TASK STATEMENT — Take the listing that follows and copy it precisely.
*** Block opens ***
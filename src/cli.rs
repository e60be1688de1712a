//! Command Line Interface (CLI) arguments.

use clap::Parser;

/// Belly button biodiversity server command line interface
#[derive(Clone, Debug, Parser)]
pub struct CommandLineArgs {
    /// The IP address on which the server should listen
    #[arg(long, default_value = "0.0.0.0", env = "BELLYBUTTON_HOST")]
    pub host: String,
    /// The port to which the server should bind
    #[arg(long, default_value_t = 5000, env = "BELLYBUTTON_PORT")]
    pub port: u16,
    /// Path to the read-only SQLite database holding the biodiversity dataset
    #[arg(
        long,
        default_value = "DataSets/belly_button_biodiversity.sqlite",
        env = "BELLYBUTTON_DATABASE"
    )]
    pub database: String,
    /// Maximum number of pooled database connections
    #[arg(
        long,
        default_value_t = 5,
        env = "BELLYBUTTON_CONNECTION_LIMIT",
        value_parser = clap::value_parser!(u32).range(1..)
    )]
    pub connection_limit: u32,
    /// Maximum time in seconds a request waits for a pooled database connection
    #[arg(long, default_value_t = 5, env = "BELLYBUTTON_ACQUIRE_TIMEOUT")]
    pub acquire_timeout: u64,
    /// Flag indicating whether HTTPS should be used
    #[arg(long, default_value_t = false, env = "BELLYBUTTON_HTTPS")]
    pub https: bool,
    /// Path to the certificate file to be used for HTTPS encryption
    #[arg(
        long,
        default_value = "~/.config/bellybutton/certs/cert.pem",
        env = "BELLYBUTTON_CERT_FILE"
    )]
    pub cert_file: String,
    /// Path to the key file to be used for HTTPS encryption
    #[arg(
        long,
        default_value = "~/.config/bellybutton/certs/key.pem",
        env = "BELLYBUTTON_KEY_FILE"
    )]
    pub key_file: String,
    /// Maximum time in seconds to wait for requests to complete upon receiving `ctrl+c` signal.
    #[arg(long, default_value_t = 60, env = "BELLYBUTTON_SHUTDOWN_TIMEOUT")]
    pub graceful_shutdown_timeout: u64,
    /// Whether to enable sending traces to Jaeger.
    #[arg(long, default_value_t = false, env = "BELLYBUTTON_ENABLE_JAEGER")]
    pub enable_jaeger: bool,
}

/// Returns parsed command line arguments.
pub fn parse() -> CommandLineArgs {
    CommandLineArgs::parse()
}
*** Block closes ***
OUTPUT BELOW —
filename src/cli.rs
repository e60be1688de1712a
//! Command Line Interface (CLI) arguments.

use clap::Parser;

/// Belly button biodiversity server command line interface
#[derive(Clone, Debug, Parser)]
pub struct CommandLineArgs {
    /// The IP address on which the server should listen
    #[arg(long, default_value = "0.0.0.0", env = "BELLYBUTTON_HOST")]
    pub host: String,
    /// The port to which the server should bind
    #[arg(long, default_value_t = 5000, env = "BELLYBUTTON_PORT")]
    pub port: u16,
    /// Path to the read-only SQLite database holding the biodiversity dataset
    #[arg(
        long,
        default_value = "DataSets/belly_button_biodiversity.sqlite",
        env = "BELLYBUTTON_DATABASE"
    )]
    pub database: String,
    /// Maximum number of pooled database connections
    #[arg(
        long,
        default_value_t = 5,
        env = "BELLYBUTTON_CONNECTION_LIMIT",
        value_parser = clap::value_parser!(u32).range(1..)
    )]
    pub connection_limit: u32,
    /// Maximum time in seconds a request waits for a pooled database connection
    #[arg(long, default_value_t = 5, env = "BELLYBUTTON_ACQUIRE_TIMEOUT")]
    pub acquire_timeout: u64,
    /// Flag indicating whether HTTPS should be used
    #[arg(long, default_value_t = false, env = "BELLYBUTTON_HTTPS")]
    pub https: bool,
    /// Path to the certificate file to be used for HTTPS encryption
    #[arg(
        long,
        default_value = "~/.config/bellybutton/certs/cert.pem",
        env = "BELLYBUTTON_CERT_FILE"
    )]
    pub cert_file: String,
    /// Path to the key file to be used for HTTPS encryption
    #[arg(
        long,
        default_value = "~/.config/bellybutton/certs/key.pem",
        env = "BELLYBUTTON_KEY_FILE"
    )]
    pub key_file: String,
    /// Maximum time in seconds to wait for requests to complete upon receiving `ctrl+c` signal.
    #[arg(long, default_value_t = 60, env = "BELLYBUTTON_SHUTDOWN_TIMEOUT")]
    pub graceful_shutdown_timeout: u64,
    /// Whether to enable sending traces to Jaeger.
    #[arg(long, default_value_t = false, env = "BELLYBUTTON_ENABLE_JAEGER")]
    pub enable_jaeger: bool,
}

/// Returns parsed command line arguments.
pub fn parse() -> CommandLineArgs {
    CommandLineArgs::parse()
}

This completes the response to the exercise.